一方そのころ、王宮では久しぶりにクリスピンの姿が目撃されていた。夜会での婚約破棄騒動から一気に信用を失った彼だが、それでも名誉挽回を狙ってか、王宮に顔を出しては貴族たちに声をかけているという。
「父上に散々怒鳴られたからな……このままじゃウェンフィールド伯爵家の面目が丸潰れだ。何とかして挽回の機会を得なきゃならん」
クリスピンはそう自分に言い聞かせながら、王宮の廊下を歩く。以前とは違い、使用人や廷臣たちの視線が冷たいのを痛感するが、彼は一向にお構いなしだ。
話を聞けば、国境地帯に魔獣が出没し、大騒ぎになっているらしい。正規の騎士団が急行する中、誰かが活躍すれば一気に評判を立て直すことができるかもしれない――そんな都合のよい筋書きを思いついたのだ。
「はは、そうか。魔獣被害か……そうだ、俺も国境へ行こう。人々を守るために立ち上がったのなら、世間だって評価を変えるに違いない。リリアナがあれだけ注目されてるのも、あの剣や薬で貢献しようとしたからだろう。なら、俺だって……」
だが、そう意気込むクリスピンに対する周囲の反応は一様に冷淡だった。
「ウェンフィールド様が前線へ? しかし、あまり戦いの経験はないとお聞きしておりますが……」
「お力添えいただけるのはありがたいのですが、かえって足手まといになるのでは……?」
駆け引きを心得ている廷臣たちでさえ、この場ではクリスピンを頼りにしようとは思わない。それほどまでに彼は信用を失っているし、実際の実力も未知数に等しい。

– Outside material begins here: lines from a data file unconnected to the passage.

use kube::CustomResource;
use schemars::JsonSchema;
use serde::{Deserialize, Serialize};

use super::ResourcePhase;

#[derive(CustomResource, Debug, Clone, Serialize, Deserialize, PartialEq, JsonSchema)]
#[kube(
    group = "schemas.schemahero.io",
    version = "v1alpha4",
    kind = "DataMigration",
    plural = "datamigrations",
    namespaced,
    status = "DataMigrationStatus"
)]
#[serde(rename_all = "camelCase")]
pub struct DataMigrationSpec {
    pub database: String,
    /// Compiled in declared order.
    #[serde(default)]
    pub operations: Vec<DataOperation>,
}

#[derive(Debug, Clone, Copy, PartialEq, Eq, Serialize, Deserialize, JsonSchema)]
#[serde(rename_all = "lowercase")]
pub enum DataOperationKind {
    Update,
    Calculate,
    Convert,
}

impl DataOperationKind {
    pub fn as_str(&self) -> &'static str {
        match self {
            Self::Update => "update",
            Self::Calculate => "calculate",
            Self::Convert => "convert",
        }
    }
}

/// One data mutation. Which fields are required depends on `kind`:
/// `update` needs `value`, `calculate` needs `expression`, `convert` needs
/// `from` and `to`. All kinds need `table` and `column`.
#[derive(Debug, Clone, PartialEq, Serialize, Deserialize, JsonSchema)]
#[serde(rename_all = "camelCase")]
pub struct DataOperation {
    #[serde(rename = "type")]
    pub kind: DataOperationKind,
    #[serde(default, skip_serializing_if = "Option::is_none")]
    pub table: Option<String>,
    #[serde(default, skip_serializing_if = "Option::is_none")]
    pub column: Option<String>,
    #[serde(default, skip_serializing_if = "Option::is_none")]
    pub value: Option<String>,
    #[serde(default, skip_serializing_if = "Option::is_none")]
    pub expression: Option<String>,
    #[serde(rename = "where", default, skip_serializing_if = "Option::is_none")]
    pub where_clause: Option<String>,
    #[serde(default, skip_serializing_if = "Option::is_none")]
    pub from: Option<String>,
    #[serde(default, skip_serializing_if = "Option::is_none")]
    pub to: Option<String>,
}

impl DataOperation {
    pub fn new(kind: DataOperationKind, table: &str, column: &str) -> Self {
        Self {
            kind,
            table: Some(table.to_string()),
            column: Some(column.to_string()),
            value: None,
            expression: None,
            where_clause: None,
            from: None,
            to: None,
        }
    }
}

#[derive(Debug, Clone, Default, PartialEq, Serialize, Deserialize, JsonSchema)]
#[serde(rename_all = "camelCase")]
pub struct DataMigrationStatus {
    /// Set once a `Migration` has been emitted; the resource is quiescent after.
    #[serde(default, skip_serializing_if = "Option::is_none")]
    pub migration_name: Option<String>,
    #[serde(default, skip_serializing_if = "Option::is_none")]
    pub phase: Option<ResourcePhase>,
    #[serde(default)]
    pub planned_at: i64,
    #[serde(default)]
    pub approved_at: i64,
    #[serde(default)]
    pub applied_at: i64,
    #[serde(default, skip_serializing_if = "Option::is_none")]
    pub message: Option<String>,
}
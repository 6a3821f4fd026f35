//! Backoff builders.
//!
//! Uses `backon` for exponential backoff with jitter.

use std::time::Duration;

use backon::{BackoffBuilder, ExponentialBuilder};

/// Backoff for reconciles that failed with a transient error.
///
/// - Min delay: 500ms
/// - Max delay: 5m
/// - Jitter enabled
pub fn reconcile_backoff() -> ExponentialBuilder {
    ExponentialBuilder::default()
        .with_min_delay(Duration::from_millis(500))
        .with_max_delay(Duration::from_secs(300))
        .with_max_times(64)
        .with_jitter()
}

/// Backoff while waiting for a file written by a sidecar.
///
/// - Min delay: 250ms
/// - Max delay: 5s
/// - Max attempts: 60
/// - Jitter enabled
pub fn file_wait_backoff() -> ExponentialBuilder {
    ExponentialBuilder::default()
        .with_min_delay(Duration::from_millis(250))
        .with_max_delay(Duration::from_secs(5))
        .with_max_times(60)
        .with_jitter()
}

/// Backoff for the apply job reaching its database.
///
/// - Min delay: 1s
/// - Max delay: 30s
/// - Max attempts: 8
/// - Jitter enabled
pub fn connect_backoff() -> ExponentialBuilder {
    ExponentialBuilder::default()
        .with_min_delay(Duration::from_secs(1))
        .with_max_delay(Duration::from_secs(30))
        .with_max_times(8)
        .with_jitter()
}

/// Delay before retry number `attempt` (0-based), capped at `max`.
pub fn nth_delay(builder: ExponentialBuilder, attempt: usize, max: Duration) -> Duration {
    builder.build().nth(attempt).unwrap_or(max).min(max)
}

#[cfg(test)]
mod tests {
    use super::*;

    #[test]
    fn test_nth_delay_is_capped() {
        let max = Duration::from_secs(300);
        let first = nth_delay(reconcile_backoff(), 0, max);
        assert!(first >= Duration::from_millis(500));
        assert!(first <= max);
        assert_eq!(nth_delay(reconcile_backoff(), 10_000, max), max);
    }

    #[test]
    fn test_nth_delay_grows() {
        let builder = || {
            ExponentialBuilder::default()
                .with_min_delay(Duration::from_millis(100))
                .with_max_delay(Duration::from_secs(10))
                .with_max_times(10)
        };
        let max = Duration::from_secs(10);
        assert_eq!(nth_delay(builder(), 0, max), Duration::from_millis(100));
        assert_eq!(nth_delay(builder(), 2, max), Duration::from_millis(400));
    }
}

「くっ……人を小馬鹿にしやがって。俺だって貴族の端くれだぞ。戦場で活躍してみせる!」
苛立ちを抱えながら宮殿を後にしたクリスピンは、父ウェンフィールド伯にも一応相談する。しかし、父の反応も芳しくない。
「お前が行って何になる? 恥の上塗りをするだけではないのか。もう少し大人しくしていたほうがいい」
そう言われると余計に反抗心が煽られる。自分の失策のせいで家が危機に瀕しているというのに、父はひたすら怒りと冷ややかさをぶつけるばかりで、具体的な助言もしてくれない。
それでもクリスピンは意地になって馬車を用意し、数名の従者を連れて国境を目指そうと動き出す。「どうせ誰もあてにはしないだろうが、せめて戦う姿勢を見せなければ何も変わらない」と自分に言い聞かせて。
かくして、リリアナとクリスピンは別々の目的を抱えながらも、同じ国境地帯へ足を運ぶことになる。